Erupting apple science for awesome fall activities for kids! After our PUMPKIN- CANO was a big hit, we wanted to try an APPLE-CANO or apple volcano too! Share a simple chemical reaction demonstration the kiddos will love to try over and over again. Fall is an excellent time of the year to put a little twist on classic science experiments. Seasonal themes really get kids excited for science and STEM!

ERUPTING APPLE VOLCANO FOR AWESOME CHEMISTRY FOR KIDS! 

Erupting Apple Science Activity with Apple Volcano. Fall chemistry for kids with baking soda volcano activity.

APPLE SCIENCE 

Our erupting apple science activity is an awesome example of a chemical reaction, and kids will love this amazing chemistry just as much as adults! This erupting apple science experiment uses baking soda and vinegar for a classic chemical reaction experiment. You could also try lemon juice and baking soda and compare the results! Check out our lemon volcanos too.

We have a whole season of fun apple science experiments for you to try. Doing experiments in different ways really helps to solidify understanding of the concepts being presented.

WHAT IS CHEMISTRY?

It might look like play, but it’s so much more! Read our newest series on Next Generation Science Standards.

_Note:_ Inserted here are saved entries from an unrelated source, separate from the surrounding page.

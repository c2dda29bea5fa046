use serde::{Deserialize, Serialize};
use std::fmt;
use std::str::FromStr;

/// Connection strategy selected in the setup form
#[derive(Debug, Clone, Copy, Serialize, Deserialize, PartialEq, Eq, Default)]
#[serde(rename_all = "lowercase")]
pub enum ConnectionMode {
    /// Bootstrap the mosh server over SSH, authenticating as a username
    #[default]
    Ssh,
    /// Attach to an already running mosh server with its session key
    Manual,
}

impl ConnectionMode {
    pub const ALL: [ConnectionMode; 2] = [ConnectionMode::Ssh, ConnectionMode::Manual];

    /// Value sent to the engine in the `mode` attribute
    pub fn as_str(&self) -> &'static str {
        match self {
            Self::Ssh => "ssh",
            Self::Manual => "manual",
        }
    }

    /// Port the form displays when this mode is selected
    pub fn default_port(&self) -> u16 {
        match self {
            Self::Ssh => 22,
            Self::Manual => 60001,
        }
    }

    pub fn shows_username(&self) -> bool {
        matches!(self, Self::Ssh)
    }

    pub fn shows_key(&self) -> bool {
        matches!(self, Self::Manual)
    }

    pub fn display_str(&self) -> &'static str {
        match self {
            Self::Ssh => "SSH (start mosh-server over ssh)",
            Self::Manual => "Manual (existing mosh-server and key)",
        }
    }
}

impl fmt::Display for ConnectionMode {
    fn fmt(&self, f: &mut fmt::Formatter<'_>) -> fmt::Result {
        f.write_str(self.as_str())
    }
}

impl FromStr for ConnectionMode {
    type Err = String;

    fn from_str(s: &str) -> Result<Self, Self::Err> {
        match s.trim().to_ascii_lowercase().as_str() {
            "ssh" => Ok(Self::Ssh),
            "manual" => Ok(Self::Manual),
            other => Err(format!("unknown connection mode: {}", other)),
        }
    }
}

/// Parameters captured from the setup form when the user connects.
///
/// Values are forwarded to the engine verbatim; the engine is the only
/// validator. `key` may be a live session key, so it is redacted from `Debug`.
#[derive(Clone, PartialEq, Eq)]
pub struct ConnectionParams {
    pub addr: String,
    pub port: String,
    pub user: String,
    pub key: String,
    pub mode: Option<ConnectionMode>,
}

impl ConnectionParams {
    pub fn new(
        addr: impl Into<String>,
        port: impl Into<String>,
        user: impl Into<String>,
        key: impl Into<String>,
        mode: Option<ConnectionMode>,
    ) -> Self {
        Self {
            addr: addr.into(),
            port: port.into(),
            user: user.into(),
            key: key.into(),
            mode,
        }
    }

    /// Get a display string for the connection
    pub fn display_name(&self) -> String {
        if self.user.is_empty() || self.mode == Some(ConnectionMode::Manual) {
            format!("{}:{}", self.addr, self.port)
        } else {
            format!("{}@{}:{}", self.user, self.addr, self.port)
        }
    }
}

impl fmt::Debug for ConnectionParams {
    fn fmt(&self, f: &mut fmt::Formatter<'_>) -> fmt::Result {
        f.debug_struct("ConnectionParams")
            .field("addr", &self.addr)
            .field("port", &self.port)
            .field("user", &self.user)
            .field("key", &if self.key.is_empty() { "" } else { "<redacted>" })
            .field("mode", &self.mode)
            .finish()
    }
}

Let’s keep it basic for our younger or junior scientists! Chemistry is all about the way different materials are put together, and how they are made up including atoms and molecules. It’s also how these materials act under different conditions. Chemistry is often a base for physics so you will see overlap!

What might you experiment within chemistry? Classically we think of a mad scientist and lots of bubbling beakers, and yes there are reactions between bases and acids to enjoy! Also, chemistry involves states of matter, changes, solutions, mixtures, and the list goes on and on.

We will be exploring simple chemistry you can do at home or in the classroom that isn’t too crazy, but is still lots of fun for kids!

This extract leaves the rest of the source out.